3 IAAS Cloud Adaptive AD Technology Combining DQN and CNN

Memory exceptions are a common type of failure in IaaS cloud system virtual machines. They may be caused by application memory leak, computer virus infection and other reasons. It not only leads to abnormal memory usage but also causes abnormal changes in other indicators such as a central processing unit (CPU), disks, and networks [16]. This study focuses on the abnormal performance of four key indicators: memory, network, CPU, and hard disk. An adaptive AD system is designed by using improved CNN and reinforcement learning algorithms to realize the adaptive detection of various anomalies in different virtual machines of the IaaS cloud.
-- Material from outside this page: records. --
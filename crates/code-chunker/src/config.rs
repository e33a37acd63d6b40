use serde::{Deserialize, Serialize};

/// Maximum distance (in bytes) a chunk end may be moved to reach a boundary
pub const DEFAULT_BOUNDARY_SEARCH_RADIUS: usize = 2000;

/// Configuration for chunking behavior
#[derive(Debug, Clone, PartialEq, Eq, Serialize, Deserialize)]
#[serde(default)]
pub struct ChunkerConfig {
    /// Target chunk size in tokens (soft limit)
    pub target_chunk_tokens: usize,

    /// Maximum chunk size in tokens (hard limit)
    pub max_chunk_tokens: usize,

    /// Minimum chunk size in tokens (avoid tiny fragments)
    pub min_chunk_tokens: usize,

    /// Tokens repeated from the end of a chunk at the start of the next one
    pub overlap_tokens: usize,

    /// Snap chunk ends to detected structural boundaries
    pub semantic_boundaries: bool,

    /// How far from the naive end offset a boundary may be, in bytes
    pub boundary_search_radius: usize,
}

impl Default for ChunkerConfig {
    fn default() -> Self {
        Self {
            target_chunk_tokens: 20_000,
            max_chunk_tokens: 25_000,
            min_chunk_tokens: 5_000,
            overlap_tokens: 200,
            semantic_boundaries: true,
            boundary_search_radius: DEFAULT_BOUNDARY_SEARCH_RADIUS,
        }
    }
}

impl ChunkerConfig {
    /// Build a config with explicit sizes and the remaining defaults
    pub fn with_sizes(target: usize, max: usize, min: usize) -> Self {
        Self {
            target_chunk_tokens: target,
            max_chunk_tokens: max,
            min_chunk_tokens: min,
            ..Default::default()
        }
    }

    /// Shrink the config so one chunk plus `reserved_tokens` of prompt fits in `token_budget`.
    ///
    /// Sizes that already fit are left untouched.
    #[must_use]
    pub fn fit_to_budget(mut self, token_budget: usize, reserved_tokens: usize) -> Self {
        let available = token_budget.saturating_sub(reserved_tokens).max(1);
        if self.max_chunk_tokens <= available {
            return self;
        }

        self.max_chunk_tokens = available;
        self.target_chunk_tokens = self.target_chunk_tokens.min(available * 4 / 5).max(1);
        self.min_chunk_tokens = self.min_chunk_tokens.min(self.target_chunk_tokens / 4);
        self.overlap_tokens = self
            .overlap_tokens
            .min(self.min_chunk_tokens.saturating_sub(1));
        self
    }

    /// Validate configuration
    pub fn validate(&self) -> Result<(), String> {
        if self.max_chunk_tokens == 0 {
            return Err("max_chunk_tokens must be > 0".to_string());
        }

        if self.min_chunk_tokens > self.target_chunk_tokens {
            return Err(format!(
                "min_chunk_tokens ({}) cannot exceed target_chunk_tokens ({})",
                self.min_chunk_tokens, self.target_chunk_tokens
            ));
        }

        if self.target_chunk_tokens > self.max_chunk_tokens {
            return Err(format!(
                "target_chunk_tokens ({}) cannot exceed max_chunk_tokens ({})",
                self.target_chunk_tokens, self.max_chunk_tokens
            ));
        }

        if self.overlap_tokens > 0 && self.overlap_tokens >= self.min_chunk_tokens {
            return Err(format!(
                "overlap_tokens ({}) must be smaller than min_chunk_tokens ({})",
                self.overlap_tokens, self.min_chunk_tokens
            ));
        }

        Ok(())
    }
}

#[cfg(test)]
mod tests {
    use super::*;

    #[test]
    fn test_default_config_valid() {
        let config = ChunkerConfig::default();
        assert!(config.validate().is_ok());
        assert_eq!(config.target_chunk_tokens, 20_000);
        assert_eq!(config.max_chunk_tokens, 25_000);
        assert_eq!(config.min_chunk_tokens, 5_000);
        assert_eq!(config.overlap_tokens, 200);
    }

    #[test]
    fn test_config_validation() {
        let mut config = ChunkerConfig::default();

        // Invalid: min > target
        config.min_chunk_tokens = 1000;
        config.target_chunk_tokens = 500;
        assert!(config.validate().is_err());

        // Invalid: target > max
        config.min_chunk_tokens = 50;
        config.overlap_tokens = 10;
        config.target_chunk_tokens = 2000;
        config.max_chunk_tokens = 1000;
        assert!(config.validate().is_err());

        // Invalid: max = 0
        config.max_chunk_tokens = 0;
        assert!(config.validate().is_err());

        // Invalid: overlap swallows the minimum chunk
        config.target_chunk_tokens = 512;
        config.max_chunk_tokens = 1024;
        config.overlap_tokens = 50;
        assert!(config.validate().is_err());

        // Valid configuration
        config.overlap_tokens = 20;
        assert!(config.validate().is_ok());
    }

    #[test]
    fn test_fit_to_budget_shrinks_oversized_config() {
        let config = ChunkerConfig::default().fit_to_budget(8_000, 1_000);
        assert_eq!(config.max_chunk_tokens, 7_000);
        assert!(config.target_chunk_tokens <= 5_600);
        assert!(config.validate().is_ok(), "{config:?}");
    }

    #[test]
    fn test_fit_to_budget_keeps_fitting_config() {
        let config = ChunkerConfig::default();
        assert_eq!(config.clone().fit_to_budget(128_000, 1_000), config);
    }

    #[test]
    fn test_deserialize_partial_toml_like_json() {
        let config: ChunkerConfig =
            serde_json::from_str(r#"{"target_chunk_tokens": 1000, "max_chunk_tokens": 1200, "min_chunk_tokens": 300}"#)
                .unwrap();
        assert_eq!(config.overlap_tokens, 200);
        assert!(config.semantic_boundaries);
        assert!(config.validate().is_ok());
    }
}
3.1 Overall Framework Design for the IAAS Cloud Adaptive AD System

Human learning mainly relies on synaptic connections between neurons. Neural networks (NNs) can emulate the analysis, storage, and processing mechanisms of neurons for stimulus signals, and intelligently process information. Artificial NNs can learn the representation of user’s normal behavior mode from the existing information through repeated training, and judge the outlier based on this. Therefore, it is often studied and used in diagnostic systems for various abnormal data [17]. Cloud based virtual machine AD is one research direction [18]. Although there have been some research achievements in AD in the CC environment, most of the research has been on the foundation of models trained from a large amount of sample data in the past. Even if the NN has strong learning ability, it is more inclined towards AD in known environments. The recognition ability will decrease when facing abnormal situations in unknown environments [19–22]. This study proposes an IaaS cloud adaptive AD system that combines an improved CNN based AD module and a DQN based central control module. This method can improve the detection accuracy of the model for unknown different monitoring data sources, while solving the problem of abnormal data detection in IaaS cloud virtual machines. Figure 2 shows the structure of the system.
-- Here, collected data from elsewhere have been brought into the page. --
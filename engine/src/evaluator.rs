use crate::card::{Card, Rank};
use itertools::Itertools;
use serde::{Deserialize, Serialize};
use std::cmp::Ordering;
use std::collections::HashMap;

/// Hand rank classes, ordered weakest to strongest.
#[derive(Debug, Clone, Copy, PartialEq, Eq, PartialOrd, Ord, Serialize, Deserialize)]
pub enum HandRank {
    HighCard = 0,
    Pair,
    TwoPair,
    ThreeOfAKind,
    Straight,
    Flush,
    FullHouse,
    FourOfAKind,
    StraightFlush,
}

impl HandRank {
    pub fn name(&self) -> &'static str {
        match self {
            HandRank::HighCard => "High Card",
            HandRank::Pair => "Pair",
            HandRank::TwoPair => "Two Pair",
            HandRank::ThreeOfAKind => "Three of a Kind",
            HandRank::Straight => "Straight",
            HandRank::Flush => "Flush",
            HandRank::FullHouse => "Full House",
            HandRank::FourOfAKind => "Four of a Kind",
            HandRank::StraightFlush => "Straight Flush",
        }
    }
}

/// Result of evaluating exactly 5 cards: a rank class plus its tiebreaker
/// tuple, ordered first by class then lexicographically by tiebreakers.
#[derive(Debug, Clone, PartialEq, Eq, Serialize, Deserialize)]
pub struct HandResult {
    pub rank_class: HandRank,
    pub tiebreakers: Vec<Rank>,
    pub five_cards: Vec<Card>,
}

impl PartialOrd for HandResult {
    fn partial_cmp(&self, other: &Self) -> Option<Ordering> {
        Some(self.cmp(other))
    }
}

impl Ord for HandResult {
    fn cmp(&self, other: &Self) -> Ordering {
        self.rank_class
            .cmp(&other.rank_class)
            .then_with(|| self.tiebreakers.cmp(&other.tiebreakers))
    }
}

/// Evaluates exactly 5 cards. Panics if `cards.len() != 5` — callers
/// (`evaluate_best`) are responsible for that invariant.
pub fn evaluate_five(cards: &[Card]) -> HandResult {
    assert_eq!(cards.len(), 5, "evaluate_five requires exactly 5 cards");

    let mut rank_counts: HashMap<Rank, u8> = HashMap::new();
    for c in cards {
        *rank_counts.entry(c.rank).or_insert(0) += 1;
    }

    let is_flush = cards.iter().all(|c| c.suit == cards[0].suit);
    let (is_straight, straight_high) = check_straight(cards);

    let mut descending: Vec<Rank> = cards.iter().map(|c| c.rank).collect();
    descending.sort_by(|a, b| b.cmp(a));

    let five_cards = cards.to_vec();

    if is_flush && is_straight {
        return HandResult {
            rank_class: HandRank::StraightFlush,
            tiebreakers: vec![straight_high],
            five_cards,
        };
    }

    if let Some(quad) = rank_with_count(&rank_counts, 4) {
        let kicker = descending.iter().copied().find(|r| *r != quad).unwrap();
        return HandResult {
            rank_class: HandRank::FourOfAKind,
            tiebreakers: vec![quad, kicker],
            five_cards,
        };
    }

    if let Some(trip) = rank_with_count(&rank_counts, 3) {
        if let Some(pair) = ranks_with_count_at_least(&rank_counts, 2)
            .into_iter()
            .find(|r| *r != trip)
        {
            return HandResult {
                rank_class: HandRank::FullHouse,
                tiebreakers: vec![trip, pair],
                five_cards,
            };
        }
    }

    if is_flush {
        return HandResult {
            rank_class: HandRank::Flush,
            tiebreakers: descending,
            five_cards,
        };
    }

    if is_straight {
        return HandResult {
            rank_class: HandRank::Straight,
            tiebreakers: vec![straight_high],
            five_cards,
        };
    }

    if let Some(trip) = rank_with_count(&rank_counts, 3) {
        let kickers: Vec<Rank> = descending.iter().copied().filter(|r| *r != trip).collect();
        let mut tiebreakers = vec![trip];
        tiebreakers.extend(kickers.into_iter().take(2));
        return HandResult {
            rank_class: HandRank::ThreeOfAKind,
            tiebreakers,
            five_cards,
        };
    }

    let mut pairs: Vec<Rank> = ranks_with_count_at_least(&rank_counts, 2);
    pairs.sort_by(|a, b| b.cmp(a));
    if pairs.len() >= 2 {
        let high_pair = pairs[0];
        let low_pair = pairs[1];
        let kicker = descending
            .iter()
            .copied()
            .find(|r| *r != high_pair && *r != low_pair)
            .unwrap();
        return HandResult {
            rank_class: HandRank::TwoPair,
            tiebreakers: vec![high_pair, low_pair, kicker],
            five_cards,
        };
    }

    if let Some(pair) = rank_with_count(&rank_counts, 2) {
        let kickers: Vec<Rank> = descending.iter().copied().filter(|r| *r != pair).collect();
        let mut tiebreakers = vec![pair];
        tiebreakers.extend(kickers.into_iter().take(3));
        return HandResult {
            rank_class: HandRank::Pair,
            tiebreakers,
            five_cards,
        };
    }

    HandResult {
        rank_class: HandRank::HighCard,
        tiebreakers: descending,
        five_cards,
    }
}

fn rank_with_count(counts: &HashMap<Rank, u8>, n: u8) -> Option<Rank> {
    counts
        .iter()
        .filter(|(_, &c)| c == n)
        .map(|(r, _)| *r)
        .max()
}

fn ranks_with_count_at_least(counts: &HashMap<Rank, u8>, n: u8) -> Vec<Rank> {
    counts
        .iter()
        .filter(|(_, &c)| c >= n)
        .map(|(r, _)| *r)
        .collect()
}

/// Checks for a straight, including the wheel (A-2-3-4-5, ranked 5-high).
/// Returns `(is_straight, high_rank)`.
fn check_straight(cards: &[Card]) -> (bool, Rank) {
    let mut values: Vec<u8> = cards.iter().map(|c| c.rank.value()).collect();
    values.sort_unstable();
    values.dedup();

    if values.len() < 5 {
        return (false, Rank::Two);
    }

    // wheel: A,2,3,4,5 present
    if values == [2, 3, 4, 5, 14] {
        return (true, Rank::Five);
    }

    for window in values.windows(5) {
        if window[4] - window[0] == 4 {
            return (true, Rank::from_value(window[4]));
        }
    }

    (false, Rank::Two)
}

/// Evaluates the best 5-card hand out of 5..=7 cards by enumerating every
/// C(N,5) subset.
pub fn evaluate_best(cards: &[Card]) -> HandResult {
    assert!(
        (5..=7).contains(&cards.len()),
        "evaluate_best requires 5 to 7 cards, got {}",
        cards.len()
    );

    cards
        .iter()
        .copied()
        .combinations(5)
        .map(|five| evaluate_five(&five))
        .max()
        .expect("at least one 5-card combination exists")
}

/// Evaluates each hand (5..=7 cards) and returns the indices tied for best.
/// The result is permutation-invariant as a set and always has length >= 1.
pub fn compare_hands(hands: &[Vec<Card>]) -> Vec<usize> {
    assert!(!hands.is_empty(), "compare_hands requires at least one hand");

    let evaluations: Vec<HandResult> = hands.iter().map(|h| evaluate_best(h)).collect();
    let best = evaluations.iter().max().unwrap();

    evaluations
        .iter()
        .enumerate()
        .filter(|(_, e)| *e == best)
        .map(|(i, _)| i)
        .collect()
}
Figure 2 IaaS cloud adaptive AD system architecture.

As shown in Figure 2, the detection system can be divided into three parts: abnormality detection module, transfer training module and central control module. The anomaly detection module installed on the target virtual machine continuously collects the raw monitoring data of memory, network, CPU, and hard disk. This module preprocesses the data and inputs it into its internal model for real-time anomaly detection. The detection results and the original monitoring data are uploaded to the migration training module located on the edge server. The central control module receives information from the migration training module. The DQN agent builds the current environment state based on this information and predefined reward functions. Subsequently, the DQN agent makes a decision based on the $ε$ -greedy strategy, choosing to perform an operation: keeping the model parameters unchanged, using a small batch of data for incremental updates, or performing parameter resets. After the action is executed, the system calculates the immediate reward through the predefined reward function based on the detection performance and resource consumption in the next time step. This interaction experience is stored in the experience replay pool of the DQN. The DQN agent samples batch data from the experience pool regularly and uses the Adam optimizer to minimize the temporal difference error to update the parameters of its valuation network, thereby learning the optimal action selection strategy. The training method of the model is divided into two stages, namely the centralized pre-training stage and the online adaptation stage after deployment. During the centralized pre-training phase, before deployment, the detection model is trained offline using a large-scale historical monitoring dataset to learn universal spatiotemporal feature representations. After system deployment, the online adaptation phase enters an adaptive loop centered around the DQN. The conditions for triggering online fine-tuning include periodic triggering and performance driven triggering. The DQN decision process is initiated for every N batches of monitoring data accumulated by the migration training module for the target virtual machine. When the real-time accuracy of the anomaly detection module remains below the preset threshold or the loss function value significantly increases, the DQN decision is immediately activated.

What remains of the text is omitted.